Ende einer Ära: Abschluss des Schallschutzprogramms am Berliner Flughafen naht
Nach über zwei Jahrzehnten endet die Frist für das Schallschutzprogramm am Flughafen Berlin-Brandenburg. In einer knappen Woche, am 4. November, verlieren Anwohner die Möglichkeit, finanzielle Unterstützung für Lärmschutzmaßnahmen zu beantragen.
Dieses Programm, das im Zuge des Umbaus des damaligen Flughafens Schönefeld initiiert wurde, ist seit dem Planfeststellungsbeschluss von 2004 verankert. Das betroffene Gebiet erstreckt sich rund 40 Kilometer von Ludwigsfelde im Westen bis Gosen im Osten und umfasst etwa 26.500 anspruchsberechtigte Haushalte.
Bis September 2025 wurden laut Flughafengesellschaft Anträge für circa 22.800 Haushalte eingereicht und 22.161 davon bearbeitet. In mehr als 5.200 Haushalten sind bereits Maßnahmen umgesetzt oder individuelle Lösungen gefunden worden, während 8.100 Antragstellende noch auf die Umsetzung warten. Zusätzlich wurden rund 7.700 Haushalten Entschädigungen zugesprochen.
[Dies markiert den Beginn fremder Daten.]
//! Similarity tools: node similarity and k-nearest neighbours
//!
//! The filtered variants accept node names for `sourceNodeFilter` and
//! `targetNodeFilter` when `nodeIdentifierProperty` is given; otherwise the
//! filters go to GDS untouched (a label or node ids).

use super::{
    attach_node_names, forwarded_config, optional_str, rows_to_value, AlgorithmError,
    AlgorithmHandler, ToolDefinition,
};
use crate::projection::Direction;
use crate::services::GdsService;
use async_trait::async_trait;
use serde_json::{json, Map, Value};
use tracing::info;

const NODE_IDENTIFIER_PROPERTY: &str = "nodeIdentifierProperty";
const FILTER_KEYS: [&str; 2] = ["sourceNodeFilter", "targetNodeFilter"];

pub(crate) fn handlers() -> Vec<Box<dyn AlgorithmHandler>> {
    vec![
        Box::new(SimilarityHandler::node_similarity()),
        Box::new(SimilarityHandler::filtered_node_similarity()),
        Box::new(SimilarityHandler::k_nearest_neighbors()),
        Box::new(SimilarityHandler::filtered_k_nearest_neighbors()),
    ]
}

fn properties(value: Value) -> Map<String, Value> {
    value.as_object().cloned().unwrap_or_default()
}

fn node_similarity_properties() -> Map<String, Value> {
    properties(json!({
        "similarityCutoff": {
            "type": "number",
            "description": "Lower limit for the similarity score to be present in the result. Values must be between 0 and 1."
        },
        "degreeCutoff": {
            "type": "integer",
            "description": "Inclusive lower bound on the node degree for a node to be considered in the comparisons."
        },
        "upperDegreeCutoff": {
            "type": "integer",
            "description": "Inclusive upper bound on the node degree for a node to be considered in the comparisons."
        },
        "topK": {"type": "integer", "description": "Limit on the number of scores per node."},
        "bottomK": {"type": "integer", "description": "Limit on the number of scores per node, lowest first."},
        "topN": {"type": "integer", "description": "Global limit on the number of scores computed."},
        "bottomN": {"type": "integer", "description": "Global limit on the number of scores computed, lowest first."},
        "relationshipWeightProperty": {
            "type": "string",
            "description": "Name of the relationship property to use as weights. If unspecified, the algorithm runs unweighted."
        },
        "similarityMetric": {
            "type": "string",
            "enum": ["JACCARD", "OVERLAP", "COSINE"],
            "description": "The metric used to compute similarity."
        },
        "useComponents": {
            "description": "If enabled, Node Similarity uses components to improve performance. A string is taken as the node property holding precomputed components.",
            "anyOf": [{"type": "boolean"}, {"type": "string"}]
        }
    }))
}

fn knn_properties() -> Map<String, Value> {
    properties(json!({
        "nodeProperties": {
            "description": "The node properties to use for similarity computation, a single name, a list, or a map of property name to similarity metric.",
            "anyOf": [
                {"type": "string"},
                {"type": "array", "items": {"type": "string"}},
                {"type": "object"}
            ]
        },
        "topK": {"type": "integer", "description": "The number of neighbours to find for each node."},
        "sampleRate": {
            "type": "number",
            "description": "Sample rate to limit the number of comparisons per node. Value must be between 0 (exclusive) and 1 (inclusive)."
        },
        "deltaThreshold": {
            "type": "number",
            "description": "Value as a percentage to determine when to stop early."
        },
        "maxIterations": {"type": "integer", "description": "Hard limit to stop the algorithm after that many iterations."},
        "randomJoins": {
            "type": "integer",
            "description": "The number of random attempts per node to connect new node neighbours based on random selection."
        },
        "initialSampler": {
            "type": "string",
            "enum": ["uniform", "randomWalk"],
            "description": "The method used to sample the first k random neighbours for each node."
        },
        "similarityCutoff": {
            "type": "number",
            "description": "Filter out from the list of K-nearest neighbours nodes with similarity below this threshold."
        },
        "perturbationRate": {
            "type": "number",
            "description": "The probability of replacing the least similar known neighbour with an encountered neighbour of equal similarity."
        }
    }))
}

fn filter_properties() -> Map<String, Value> {
    let filter = |end: &str| {
        json!({
            "description": format!("Restricts the {} nodes. A node label, or node names (matched through nodeIdentifierProperty) when nodeIdentifierProperty is given.", end),
            "anyOf": [{"type": "string"}, {"type": "array", "items": {"type": "string"}}]
        })
    };
    let mut properties = Map::new();
    properties.insert("sourceNodeFilter".to_string(), filter("source"));
    properties.insert("targetNodeFilter".to_string(), filter("target"));
    properties
}

/// One similarity tool; every variant streams `node1`, `node2`, `similarity`
pub struct SimilarityHandler {
    name: &'static str,
    description: &'static str,
    procedure: &'static str,
    filtered: bool,
    properties: Map<String, Value>,
    required: &'static [&'static str],
}

impl SimilarityHandler {
    pub fn node_similarity() -> Self {
        Self {
            name: "node_similarity",
            description: "Node Similarity compares nodes by the nodes they are connected to, using the Jaccard, Overlap or Cosine metric. Two nodes are considered similar if they share many of the same neighbours.",
            procedure: "nodeSimilarity",
            filtered: false,
            properties: node_similarity_properties(),
            required: &[],
        }
    }

    pub fn filtered_node_similarity() -> Self {
        let mut properties = node_similarity_properties();
        properties.extend(filter_properties());
        Self {
            name: "filtered_node_similarity",
            description: "Filtered Node Similarity is Node Similarity restricted to comparisons between a set of source nodes and a set of target nodes.",
            procedure: "nodeSimilarity.filtered",
            filtered: true,
            properties,
            required: &[],
        }
    }

    pub fn k_nearest_neighbors() -> Self {
        Self {
            name: "k_nearest_neighbors",
            description: "The K-Nearest Neighbors algorithm computes a similarity score between pairs of nodes based on their node properties and links each node to its k most similar neighbours.",
            procedure: "knn",
            filtered: false,
            properties: knn_properties(),
            required: &["nodeProperties"],
        }
    }

    pub fn filtered_k_nearest_neighbors() -> Self {
        let mut properties = knn_properties();
        properties.extend(filter_properties());
        properties.insert(
            "seedTargetNodes".to_string(),
            json!({
                "type": "boolean",
                "description": "Seed the initial neighbour sets with target nodes only."
            }),
        );
        Self {
            name: "filtered_k_nearest_neighbors",
            description: "Filtered K-Nearest Neighbors restricts K-Nearest Neighbors to a set of source nodes and a set of target nodes.",
            procedure: "knn.filtered",
            filtered: true,
            properties,
            required: &["nodeProperties"],
        }
    }
}

/// Turn a name filter into node ids: a single name resolves to the best
/// match, a list to every match
async fn resolve_filter(
    gds: &GdsService,
    property: &str,
    filter: Value,
) -> Result<Option<Value>, AlgorithmError> {
    match filter {
        Value::String(name) => Ok(gds.find_node_id(property, &name).await?.map(Value::from)),
        Value::Array(items) => {
            let names: Vec<String> = items
                .iter()
                .filter_map(Value::as_str)
                .map(str::to_string)
                .collect();
            Ok(Some(json!(gds.find_node_ids(property, &names).await?)))
        }
        other => Ok(Some(other)),
    }
}

#[async_trait]
impl AlgorithmHandler for SimilarityHandler {
    fn definition(&self) -> ToolDefinition {
        let mut properties = self.properties.clone();
        properties.insert(
            NODE_IDENTIFIER_PROPERTY.to_string(),
            json!({
                "type": "string",
                "description": "Node property used to add node1Name and node2Name to each result row."
            }),
        );
        ToolDefinition {
            name: self.name,
            description: self.description,
            input_schema: json!({
                "type": "object",
                "properties": properties,
                "required": self.required,
            }),
        }
    }

    async fn execute(
        &self,
        gds: &GdsService,
        arguments: Map<String, Value>,
    ) -> Result<Value, AlgorithmError> {
        let identifier = optional_str(&arguments, NODE_IDENTIFIER_PROPERTY)?;
        let mut config = forwarded_config(&self.definition(), &arguments, &[NODE_IDENTIFIER_PROPERTY]);

        if let (true, Some(property)) = (self.filtered, identifier.as_deref()) {
            for key in FILTER_KEYS {
                if let Some(filter) = config.remove(key) {
                    // An unmatched single name leaves the filter out entirely
                    if let Some(resolved) = resolve_filter(gds, property, filter).await? {
                        config.insert(key.to_string(), resolved);
                    }
                }
            }
        }
        info!("{} parameters: {:?}", self.name, config);

        let procedure = self.procedure;
        let mut rows = gds
            .with_projection(Direction::Directed, |graph| async move {
                gds.stream(&graph, procedure, config)
                    .await
                    .map_err(AlgorithmError::from)
            })
            .await?;

        if let Some(property) = identifier {
            attach_node_names(
                gds,
                &mut rows,
                &property,
                &[("node1", "node1Name"), ("node2", "node2Name")],
            )
            .await?;
        }
        Ok(rows_to_value(rows))
    }
}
Die Gesamtausgaben der Flughafengesellschaft für diese Vorhaben belaufen sich auf etwa 466 Millionen Euro.
Interessanterweise verzeichnete die Flughafengesellschaft in den letzten zwei Jahren nur noch vereinzelte Anträge, mit bisher 102 Anträgen seit Jahresbeginn. Doch seit Oktober ist ein 'sehr deutlicher Anstieg' erkennbar, so die Sprecherin, obwohl einige Anträge unvollständig und somit nicht bearbeitbar sind.